Some observers maintain reservations regarding the reliability of the IOTTs of the Indian economy as these are produced after adjustments for statistical discrepancy between production and expenditure sides, though sources of data are the same for the IOTTs and the National Accounts Statistics (NAS).
Because of the agglomeration effects and rise in total factor productivity growth, economic growth is expected to be positively associated with urbanization. Also, in the process of urbanization, employment opportunities for all sections of the society including the unskilled and semi-skilled variety of the workforce are expected to grow through several forward and backward linkages between the dynamic sectors and the informal sector. In other words, even the activities that were residual in nature to begin with may acquire productivity gains in the process of urbanization and, thus, offer better levels of living to the workers located in the lower echelons. Since the cost of providing services in urban areas is usually less than that in rural areas (as a result of agglomeration effects), the decline in the incidence of urban poverty is likely to take place at a higher pace with rapid urbanization. Even the rural poor benefit in the process of urbanization through inter-linkage effects.

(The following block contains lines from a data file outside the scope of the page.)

//! Binary crate for the `climacell` command-line tool.
//!
//! This crate focuses on:
//! - Parsing CLI arguments
//! - Interactive configuration
//! - Human-friendly output formatting

use clap::Parser;
use tracing_subscriber::EnvFilter;

mod cli;
mod output;

#[tokio::main]
async fn main() -> anyhow::Result<()> {
    tracing_subscriber::fmt()
        .with_env_filter(EnvFilter::from_default_env())
        .with_writer(std::io::stderr)
        .init();

    let cmd = cli::Cli::parse();
    cmd.run().await
}
//! Client library for the ClimaCell weather API.
//!
//! This crate defines:
//! - Request options and their query parameters (location, time range, fields)
//! - Typed responses built from optional value wrappers, tolerant of missing
//!   fields and of both timestamp encodings the service uses
//! - An async HTTP client with one operation per endpoint family
//! - Configuration & credentials handling
//!
//! It is used by `climacell-cli`, but can also be reused by other binaries or services.
//!
//! ```no_run
//! use climacell_core::{ClimacellApi, ClimacellClient, ForecastArgs, Location, UnitSystem};
//!
//! # async fn run() -> climacell_core::Result<()> {
//! let client = ClimacellClient::new("API_KEY", climacell_core::config::DEFAULT_BASE_URL)?;
//! let args = ForecastArgs::new(Location::lat_lon(35.816735, -78.613375))
//!     .with_fields(["temperature", "humidity"])
//!     .with_unit_system(UnitSystem::Us);
//!
//! let now = client.realtime(&args).await?;
//! if let (temp, true) = now.weather.temperature.get_value() {
//!     println!("{temp}");
//! }
//! # Ok(())
//! # }
//! ```

pub mod api;
pub mod config;
pub mod error;
pub mod model;
pub mod request;

pub use api::{ClimacellApi, Endpoint, client::ClimacellClient, client_from_config};
pub use config::Config;
pub use error::{ClimacellError, Result};
pub use model::{
    DateValue, FloatValue, IntValue, OptionalValue, StationSample, StringValue, TimeValue,
    TimelineList, Timestamp, WeatherSample, parse_time_or_date,
};
pub use request::{
    ForecastArgs, Geometry, Location, QueryParams, TimelineOptions, UnitSystem,
};
//! Fleet-wide fan-out/fan-in execution.
//!
//! Every lifecycle phase applies the same operation to every host of a
//! fleet concurrently: one tokio task per host, no concurrency cap, and a
//! hard barrier join. The barrier is what guarantees happens-after
//! ordering between phases (run before download, download before
//! aggregation); nothing in this crate orders phases by timing.
//!
//! [`run_all`] returns one [`TaskOutcome`] per host. A failure inside a
//! task is never lost: it comes back as that host's outcome, and the
//! caller decides whether a partial failure is acceptable for the phase
//! at hand.

use futures::future::join_all;
use std::future::Future;
use tracing::{error, info, warn};

use crate::connection::{Fleet, Host};
use crate::error::{Error, Result};

/// The terminal state of one per-host task.
#[derive(Debug)]
pub struct TaskOutcome<T> {
    /// Address of the host the task ran against.
    pub host: String,
    /// Success value or the typed error that ended the task.
    pub result: Result<T>,
}

impl<T> TaskOutcome<T> {
    /// True if the task succeeded.
    pub fn is_ok(&self) -> bool {
        self.result.is_ok()
    }
}

/// Runs `op` against every host of the fleet concurrently and blocks until
/// every task reaches a terminal state. Returns exactly one outcome per
/// host, in fleet order. A panicking task surfaces as [`Error::Internal`]
/// in its outcome.
pub async fn run_all<T, F, Fut>(fleet: &Fleet, op: F) -> Vec<TaskOutcome<T>>
where
    T: Send + 'static,
    F: Fn(Host) -> Fut,
    Fut: Future<Output = Result<T>> + Send + 'static,
{
    let mut hosts = Vec::with_capacity(fleet.len());
    let mut handles = Vec::with_capacity(fleet.len());
    for host in fleet.iter() {
        hosts.push(host.address.clone());
        handles.push(tokio::spawn(op(host.clone())));
    }

    let joined = join_all(handles).await;
    hosts
        .into_iter()
        .zip(joined)
        .map(|(host, joined)| {
            let result = match joined {
                Ok(result) => result,
                Err(e) => Err(Error::Internal(format!(
                    "task for host '{host}' did not finish: {e}"
                ))),
            };
            TaskOutcome { host, result }
        })
        .collect()
}

/// Logs which hosts succeeded and which failed for a phase; returns the
/// number of failures. Used by the log-and-continue phases
/// (install/prepare/download). Host-local failures (one unreachable or
/// misbehaving machine) log at warn; anything else means the
/// orchestration itself is broken and logs at error.
pub fn log_outcomes<T>(phase: &str, outcomes: &[TaskOutcome<T>]) -> usize {
    let mut failures = 0;
    for outcome in outcomes {
        match &outcome.result {
            Ok(_) => info!(phase, host = %outcome.host, "done"),
            Err(e) => {
                failures += 1;
                if e.is_host_local() {
                    warn!(phase, host = %outcome.host, error = %e, "failed");
                } else {
                    error!(phase, host = %outcome.host, error = %e, "failed");
                }
            }
        }
    }
    failures
}

/// Strict policy for phases where a partial result invalidates the run:
/// logs every outcome, then returns the first failure as an error. On
/// success yields the per-host values in fleet order.
pub fn require_all<T>(phase: &str, outcomes: Vec<TaskOutcome<T>>) -> Result<Vec<T>> {
    log_outcomes(phase, &outcomes);
    let mut values = Vec::with_capacity(outcomes.len());
    let mut first_failure = None;
    for outcome in outcomes {
        match outcome.result {
            Ok(value) => values.push(value),
            Err(e) => {
                if first_failure.is_none() {
                    first_failure = Some(e);
                }
            }
        }
    }
    match first_failure {
        Some(e) => Err(e),
        None => Ok(values),
    }
}

#[cfg(test)]
mod tests {
    use super::*;
    use std::sync::atomic::{AtomicUsize, Ordering};
    use std::sync::Arc;

    fn fleet(n: usize) -> Fleet {
        Fleet::from_addresses(
            (0..n).map(|i| format!("10.0.0.{i}")),
            "user",
            "",
        )
    }

    #[tokio::test]
    async fn one_outcome_per_host_in_fleet_order() {
        let outcomes = run_all(&fleet(4), |host| async move { Ok(host.address) }).await;
        assert_eq!(outcomes.len(), 4);
        let hosts: Vec<_> = outcomes.iter().map(|o| o.host.clone()).collect();
        assert_eq!(hosts, vec!["10.0.0.0", "10.0.0.1", "10.0.0.2", "10.0.0.3"]);
        assert!(outcomes.iter().all(TaskOutcome::is_ok));
    }

    #[tokio::test]
    async fn failures_are_collected_not_swallowed() {
        let outcomes = run_all(&fleet(3), |host| async move {
            if host.address.ends_with('1') {
                Err(Error::remote_command(&host.address, 2, "fio"))
            } else {
                Ok(())
            }
        })
        .await;

        assert_eq!(outcomes.len(), 3);
        assert!(outcomes[0].is_ok());
        assert!(!outcomes[1].is_ok());
        assert!(outcomes[2].is_ok());
        assert!(matches!(
            outcomes[1].result,
            Err(Error::RemoteCommand { exit_code: 2, .. })
        ));
    }

    #[tokio::test]
    async fn barrier_waits_for_every_task() {
        let finished = Arc::new(AtomicUsize::new(0));
        let outcomes = run_all(&fleet(8), {
            let finished = finished.clone();
            move |host| {
                let finished = finished.clone();
                async move {
                    // Vary completion order.
                    let delay = host.address.bytes().last().unwrap_or(0) as u64 % 5;
                    tokio::time::sleep(std::time::Duration::from_millis(delay)).await;
                    finished.fetch_add(1, Ordering::SeqCst);
                    Ok(())
                }
            }
        })
        .await;

        assert_eq!(outcomes.len(), 8);
        assert_eq!(finished.load(Ordering::SeqCst), 8);
    }

    #[tokio::test]
    async fn panic_in_one_task_becomes_its_outcome() {
        let outcomes = run_all(&fleet(2), |host| async move {
            if host.address.ends_with('0') {
                panic!("boom");
            }
            Ok(())
        })
        .await;

        assert!(matches!(outcomes[0].result, Err(Error::Internal(_))));
        assert!(outcomes[1].is_ok());
    }

    #[tokio::test]
    async fn require_all_returns_first_failure() {
        let outcomes = run_all(&fleet(3), |host| async move {
            if host.address.ends_with('2') {
                Err(Error::transfer(&host.address, "scp exited 1"))
            } else {
                Ok(host.address)
            }
        })
        .await;

        let err = require_all("run", outcomes).unwrap_err();
        assert!(matches!(err, Error::Transfer { .. }));
    }

    #[tokio::test]
    async fn log_outcomes_counts_failures() {
        let outcomes = run_all(&fleet(3), |host| async move {
            if host.address.ends_with('0') {
                Ok(())
            } else {
                Err(Error::transfer(&host.address, "nope"))
            }
        })
        .await;
        assert_eq!(log_outcomes("download", &outcomes), 2);
    }

    #[tokio::test]
    async fn log_outcomes_counts_host_local_and_systemic_failures_alike() {
        // one unreachable host, one internal failure; both must be counted
        let outcomes = run_all(&fleet(3), |host| async move {
            match host.address.bytes().last() {
                Some(b'0') => Err(Error::transfer(&host.address, "scp exited 1")),
                Some(b'1') => Err(Error::Internal("task lost".to_string())),
                _ => Ok(()),
            }
        })
        .await;
        assert!(outcomes[0].result.as_ref().is_err_and(Error::is_host_local));
        assert!(!outcomes[1].result.as_ref().unwrap_err().is_host_local());
        assert_eq!(log_outcomes("install", &outcomes), 2);
    }
}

Growing inequality and increasing poverty are likely to have a direct relationship. Given the level of per capita income if inequality rises, it results in an increase in poverty. However, when both growth and inequality rise simultaneously, the poverty outcome is a bit uncertain. The beneficial effects of growth on poverty tend to get neutralized by the adverse effects of increasing inequality on poverty and thus the net decline in poverty can be quite modest. However, at higher levels of growth when inequality tends to decline, poverty is certain to fall. As economic growth, particularly its compositional change, is expected to bring in rapid urbanization, one may therefore infer that at higher stages of urbanization, the overall poverty is also expected to decline substantially. Since urbanization can offer opportunities to rural migrants to escape poverty—more so because of the agglomeration effects in large human settlements—the relationship between urbanization on the one hand, and rural and urban poverty on the other, can be an inverse one even at the lower levels of urbanization. If rural–urban migration is directed to large cities and much of the economic growth also originates from large cities, the decline in poverty and rise in urbanization can occur simultaneously.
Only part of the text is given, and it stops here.